The Charles Dickens novel A Tale of Two Cities is one of the most well-known works in the history of literature. As well as a being historical account of the French revolution and its causes it explores a variety of moral, social and philosophical issues. For these reasons it's a common subject for essays. The biggest problem with writing an essay on it is choosing a topic, because dealing with the novel as a whole can easily fill another book. Here are five possible topics.

  • Resurrection. Dickens uses the theme of resurrection frequently, relating it to both people and societies. He stresses the injustice of pre-Revolutionary France, where peasants could be executed without trial at the whim of an aristocrat. That society is now dead but France will be resurrected as a new sort of nation. Similarly, at the end of the novel Sydney Carton is spiritually resurrected after dying to save Darnay.
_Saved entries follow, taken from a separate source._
impl SessionManager {
    pub fn new(engine: ConversationEngine, trigger: HandoffTrigger) -> Self {
        Self {
            engine: Arc::new(engine),
            trigger,
            sessions: RwLock::new(HashMap::new()),
        }
    }

    pub fn engine(&self) -> &ConversationEngine {
        &self.engine
    }

    /// Start a new conversation. Returns its id and the opening messages.
    pub async fn open(&self) -> (SessionId, Vec<OutboundMessage>) {
        let (state, messages) = self.engine.start();
        let id = Uuid::new_v4();
        self.sessions.write().await.insert(id, Session::new(state));
        tracing::info!(session_id = %id, "Session opened");
        (id, messages)
    }

    /// Adopt a previously exported state as a new session. The qualified
    /// flag is recomputed from the record rather than trusted.
    pub async fn resume(&self, mut state: ConversationState) -> Result<SessionId, SessionError> {
        self.engine.catalog().resolve(&state.cursor)?;
        state.qualified = self.engine.policy().is_qualified(&state.record);
        let id = Uuid::new_v4();
        self.sessions.write().await.insert(id, Session::new(state));
        tracing::info!(session_id = %id, "Session resumed");
        Ok(id)
    }

    /// Process one line of user input.
    pub async fn handle(&self, id: SessionId, text: &str) -> Result<Reply, SessionError> {
        let text = text.trim();
        if text.is_empty() {
            return Err(SessionError::EmptyInput);
        }

        let slot = self.slot(id).await?;
        let mut guard = slot.lock().await;
        guard.touch();

        let turn = self.engine.advance(guard.state.clone(), text)?;
        let mut state = turn.state;
        let mut messages = turn.messages;

        let handoff = match turn.handoff {
            Some(request) => Some(self.run_handoff(&request, &mut state, &mut messages).await),
            None => None,
        };

        guard.state = state;
        Ok(Reply {
            messages,
            outcome: Some(turn.outcome),
            handoff,
            session: SessionSnapshot::new(id, &guard.state),
        })
    }

    /// Retry a hand-off that is due but hasn't gone through yet. A no-op
    /// (no messages) when nothing is pending.
    pub async fn retry_handoff(&self, id: SessionId) -> Result<Reply, SessionError> {
        let slot = self.slot(id).await?;
        let mut guard = slot.lock().await;
        guard.touch();

        let mut messages = Vec::new();
        let handoff = match self.engine.handoff_due(&guard.state) {
            Some(request) => {
                tracing::info!(session_id = %id, "Retrying lead hand-off");
                Some(self.run_handoff(&request, &mut guard.state, &mut messages).await)
            }
            None => None,
        };

        Ok(Reply {
            messages,
            outcome: None,
            handoff,
            session: SessionSnapshot::new(id, &guard.state),
        })
    }

    /// Replace the session's state with a fresh one.
    pub async fn reset(&self, id: SessionId) -> Result<Reply, SessionError> {
        let slot = self.slot(id).await?;
        let mut guard = slot.lock().await;
        let (state, messages) = self.engine.reset();
        guard.state = state;
        guard.touch();
        tracing::info!(session_id = %id, "Session reset");
        Ok(Reply {
            messages,
            outcome: None,
            handoff: None,
            session: SessionSnapshot::new(id, &guard.state),
        })
    }

    pub async fn snapshot(&self, id: SessionId) -> Result<SessionSnapshot, SessionError> {
        let slot = self.slot(id).await?;
        let guard = slot.lock().await;
        Ok(SessionSnapshot::new(id, &guard.state))
    }

    /// Full state, for exporting a session.
    pub async fn state(&self, id: SessionId) -> Result<ConversationState, SessionError> {
        let slot = self.slot(id).await?;
        let guard = slot.lock().await;
        Ok(guard.state.clone())
    }

    pub async fn close(&self, id: SessionId) -> Result<(), SessionError> {
        self.sessions
            .write()
            .await
            .remove(&id)
            .map(|_| tracing::info!(session_id = %id, "Session closed"))
            .ok_or(SessionError::NotFound(id))
    }

    pub async fn session_count(&self) -> usize {
        self.sessions.read().await.len()
    }

    /// Drop sessions with no activity for at least `ttl`. Sessions in the
    /// middle of a turn are never dropped. Returns how many were removed.
    pub async fn evict_idle(&self, ttl: Duration) -> usize {
        let now = Instant::now();
        let mut sessions = self.sessions.write().await;
        let before = sessions.len();

        sessions.retain(|id, slot| match slot.try_lock() {
            Ok(session) if now.duration_since(session.last_active) >= ttl => {
                tracing::debug!(session_id = %id, "Evicting idle session");
                false
            }
            _ => true,
        });

        let evicted = before - sessions.len();
        if evicted > 0 {
            tracing::info!(evicted, remaining = sessions.len(), "Idle sessions evicted");
        }
        evicted
    }

    /// Run [`evict_idle`](Self::evict_idle) every `every` until the manager
    /// is dropped.
    pub fn spawn_idle_sweeper(self: &Arc<Self>, ttl: Duration, every: Duration) -> JoinHandle<()> {
        let manager: Weak<Self> = Arc::downgrade(self);
        tokio::spawn(async move {
            let mut ticker = tokio::time::interval(every);
            // The first tick completes immediately.
            ticker.tick().await;
            loop {
                ticker.tick().await;
                let Some(manager) = manager.upgrade() else {
                    break;
                };
                manager.evict_idle(ttl).await;
            }
        })
    }

    async fn slot(&self, id: SessionId) -> Result<Arc<Mutex<Session>>, SessionError> {
        self.sessions
            .read()
            .await
            .get(&id)
            .cloned()
            .ok_or(SessionError::NotFound(id))
    }

    async fn run_handoff(
        &self,
        request: &HandoffRequest,
        state: &mut ConversationState,
        messages: &mut Vec<OutboundMessage>,
    ) -> HandoffStatus {
        let outcome = self.trigger.submit(request).await;
        messages.push(outcome.settle(state));
        match outcome {
            HandoffOutcome::Submitted(_) => HandoffStatus::Submitted,
            HandoffOutcome::Failed { .. } => HandoffStatus::Failed,
        }
    }
}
  • Sacrifice. Sacrifice is a major element of the novel. Miss Pross sacrifices her own happiness to give Lucie every chance in life, for example; Dickens stresses the extent of her selflessness. Carton makes the ultimate sacrifice; he voluntarily gives his life by impersonating the condemned Darnay and being executed in his place. His motivation is to make Darnay's wife Lucie, whom he loves, happy.
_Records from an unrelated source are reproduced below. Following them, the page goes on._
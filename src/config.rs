//! Configuration types.

use std::net::{Ipv4Addr, SocketAddr};
use std::time::Duration;

use crate::conversation::record::LeadField;
use crate::error::ConfigError;

/// Conversation policy configuration.
#[derive(Debug, Clone)]
pub struct IntakeConfig {
    /// Conversational turns allowed once the user's email is known.
    pub max_messages_per_email: u32,
    /// Fields that must be filled for a lead to count as qualified.
    pub min_qualification_criteria: Vec<LeadField>,
    /// Keywords that mark a message as on-domain (matched case-insensitively).
    pub topic_keywords: Vec<String>,
    /// Messages shorter than this many characters skip the keyword check.
    pub short_message_chars: usize,
    /// Sessions untouched for this long are discarded.
    pub session_idle_ttl: Duration,
}

impl Default for IntakeConfig {
    fn default() -> Self {
        Self {
            max_messages_per_email: 20,
            min_qualification_criteria: vec![LeadField::Email, LeadField::Address],
            topic_keywords: [
                "audit énergétique",
                "rénovation énergétique",
                "économies d'énergie",
                "chauffage",
                "isolation",
            ]
            .into_iter()
            .map(String::from)
            .collect(),
            short_message_chars: 20,
            session_idle_ttl: Duration::from_secs(30 * 60),
        }
    }
}

impl IntakeConfig {
    /// Build config from environment variables, falling back to defaults for
    /// anything unset. Set-but-invalid values are an error.
    pub fn from_env() -> Result<Self, ConfigError> {
        let mut config = Self::default();

        if let Some(raw) = env_var("LEAD_INTAKE_MAX_MESSAGES") {
            config.max_messages_per_email = parse_number("LEAD_INTAKE_MAX_MESSAGES", &raw)?;
        }

        if let Some(raw) = env_var("LEAD_INTAKE_MIN_CRITERIA") {
            let fields = split_list(&raw)
                .map(|name| name.parse::<LeadField>())
                .collect::<Result<Vec<_>, _>>()?;
            if fields.is_empty() {
                return Err(ConfigError::InvalidValue {
                    key: "LEAD_INTAKE_MIN_CRITERIA".into(),
                    message: "at least one field is required".into(),
                });
            }
            config.min_qualification_criteria = fields;
        }

        if let Some(raw) = env_var("LEAD_INTAKE_TOPICS") {
            config.topic_keywords = split_list(&raw).map(String::from).collect();
        }

        if let Some(raw) = env_var("LEAD_INTAKE_SHORT_MESSAGE_CHARS") {
            config.short_message_chars = parse_number("LEAD_INTAKE_SHORT_MESSAGE_CHARS", &raw)?;
        }

        if let Some(raw) = env_var("LEAD_INTAKE_SESSION_IDLE_SECS") {
            config.session_idle_ttl = parse_secs("LEAD_INTAKE_SESSION_IDLE_SECS", &raw)?;
        }

        Ok(config)
    }

    /// How often to look for idle sessions: at most once a minute, more
    /// often for short TTLs.
    pub fn idle_sweep_interval(&self) -> Duration {
        self.session_idle_ttl.min(Duration::from_secs(60))
    }
}

/// HTTP server configuration.
#[derive(Debug, Clone)]
pub struct ServerConfig {
    pub port: u16,
}

impl Default for ServerConfig {
    fn default() -> Self {
        Self { port: 8080 }
    }
}

impl ServerConfig {
    pub fn from_env() -> Result<Self, ConfigError> {
        let port = match env_var("LEAD_INTAKE_PORT") {
            Some(raw) => parse_number("LEAD_INTAKE_PORT", &raw)?,
            None => Self::default().port,
        };
        Ok(Self { port })
    }

    pub fn bind_addr(&self) -> SocketAddr {
        SocketAddr::from((Ipv4Addr::UNSPECIFIED, self.port))
    }
}

pub(crate) fn env_var(key: &str) -> Option<String> {
    std::env::var(key).ok().filter(|v| !v.trim().is_empty())
}

fn split_list(raw: &str) -> impl Iterator<Item = &str> {
    raw.split(',').map(str::trim).filter(|s| !s.is_empty())
}

pub(crate) fn parse_number<T>(key: &str, raw: &str) -> Result<T, ConfigError>
where
    T: std::str::FromStr,
    T::Err: std::fmt::Display,
{
    raw.trim().parse().map_err(|e: T::Err| ConfigError::InvalidValue {
        key: key.to_string(),
        message: format!("{raw:?}: {e}"),
    })
}

/// A positive whole number of seconds.
pub(crate) fn parse_secs(key: &str, raw: &str) -> Result<Duration, ConfigError> {
    match parse_number::<u64>(key, raw)? {
        0 => Err(ConfigError::InvalidValue {
            key: key.to_string(),
            message: "must be at least 1 second".into(),
        }),
        secs => Ok(Duration::from_secs(secs)),
    }
}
  • Violence and revolution. Dickens shows clear sympathy with many of the aims of the French revolutionaries and portrays the degeneracy of the aristocracy vividly; foe example in one scene an aristocrat kills a child with the wheel of his carriage and casually throws the parents a coin to compensate for their loss. However he also illustrates the indiscriminate violence unleashed by the revolution itself, and uses the unjust death sentence imposed on Darnay, a virtuous man, to show this.
  • Light and darkness. Light and dark are used as metaphors for good & evil. Arrests happen at night. Dark blood on snow slowly spreads a stain, as evil spreads through the Revolution. Madame Lafarge is followed by dark shadows.
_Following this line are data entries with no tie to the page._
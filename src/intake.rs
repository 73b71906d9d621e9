//! Intake loop — routes channel messages into lead conversations.

use std::collections::HashMap;
use std::sync::Arc;

use futures::StreamExt;

use crate::channels::{Channel, IncomingMessage, OutgoingResponse};
use crate::conversation::{OutboundMessage, SessionId, SessionManager, TurnOutcome};
use crate::error::Error;

/// Slash commands understood on text channels.
#[derive(Debug, Clone, Copy, PartialEq, Eq)]
pub enum Command {
    Reset,
    Retry,
    Quit,
}

impl Command {
    pub fn parse(text: &str) -> Option<Self> {
        match text.trim().to_lowercase().as_str() {
            "/reset" | "/restart" => Some(Self::Reset),
            "/retry" => Some(Self::Retry),
            "/quit" | "/exit" => Some(Self::Quit),
            _ => None,
        }
    }
}

/// Drives one channel: each sender gets their own conversation, opened on
/// their first message.
pub struct IntakeAgent {
    sessions: Arc<SessionManager>,
    channel: Box<dyn Channel>,
}

impl IntakeAgent {
    pub fn new(sessions: Arc<SessionManager>, channel: Box<dyn Channel>) -> Self {
        Self { sessions, channel }
    }

    /// Run until Ctrl+C, `/quit`, or the channel closes.
    pub async fn run(self) -> Result<(), Error> {
        let mut message_stream = self.channel.start().await?;
        let mut conversations: HashMap<(String, String), SessionId> = HashMap::new();

        tracing::info!(channel = self.channel.name(), "Intake agent listening");

        loop {
            let message = tokio::select! {
                biased;
                _ = tokio::signal::ctrl_c() => {
                    tracing::info!("Ctrl+C received, shutting down...");
                    break;
                }
                msg = message_stream.next() => {
                    match msg {
                        Some(m) => m,
                        None => {
                            tracing::info!("Channel stream ended, shutting down...");
                            break;
                        }
                    }
                }
            };

            match self.handle_message(&mut conversations, &message).await {
                Ok(Some(messages)) if !messages.is_empty() => {
                    let text = messages
                        .iter()
                        .map(|m| m.text.as_str())
                        .collect::<Vec<_>>()
                        .join("\n\n");
                    let _ = self
                        .channel
                        .respond(&message, OutgoingResponse::text(text))
                        .await;
                }
                Ok(Some(_)) => {}
                Ok(None) => {
                    tracing::info!("Quit command received, exiting...");
                    break;
                }
                Err(e) => {
                    tracing::error!("Error handling message: {}", e);
                    let _ = self
                        .channel
                        .respond(
                            &message,
                            OutgoingResponse::text(
                                "Une erreur est survenue. Tapez /reset pour recommencer.",
                            ),
                        )
                        .await;
                }
            }
        }

        self.channel.shutdown().await?;
        Ok(())
    }

    /// `Ok(None)` means shut down.
    async fn handle_message(
        &self,
        conversations: &mut HashMap<(String, String), SessionId>,
        msg: &IncomingMessage,
    ) -> Result<Option<Vec<OutboundMessage>>, Error> {
        let command = Command::parse(&msg.content);
        if command == Some(Command::Quit) {
            return Ok(None);
        }

        let key = msg.conversation_key();
        // A session may have ended (idle eviction) since we last saw this sender.
        let live = match conversations.get(&key) {
            Some(&id) => self.sessions.snapshot(id).await.is_ok().then_some(id),
            None => None,
        };
        let Some(id) = live else {
            let (id, opening) = self.sessions.open().await;
            tracing::debug!(session_id = %id, sender = %msg.sender, "New conversation");
            conversations.insert(key, id);
            if command.is_some() {
                return Ok(Some(opening));
            }
            // The first line may already answer the opening question. If it
            // doesn't (a greeting), the turn changed nothing and the visitor
            // just gets the question.
            let reply = self.sessions.handle(id, &msg.content).await?;
            if reply.outcome.as_ref().is_some_and(TurnOutcome::is_committed) {
                return Ok(Some(reply.messages));
            }
            return Ok(Some(opening));
        };

        let reply = match command {
            Some(Command::Reset) => self.sessions.reset(id).await?,
            Some(Command::Retry) => self.sessions.retry_handoff(id).await?,
            _ => self.sessions.handle(id, &msg.content).await?,
        };
        Ok(Some(reply.messages))
    }
}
  • Duality. The novel is built around opposing pairs. The two cities of the title are stable but corrupt and socially divided London, and Paris with the high ideals and violent reality of the Revolution. Lucie and Madame Lafarge represent good & evil women. Carton and Darnay have a very close physical resemblance but Darnay is highly moralistic and worthy, while Carton (until he rises above himself) is dissipate and lazy.

Any one of these topics is a good basis for an essay. Each of them can be shown by many examples from the novel, which provides a lot of material to write about and gives the opportunity to produce an interesting, in-depth piece of work.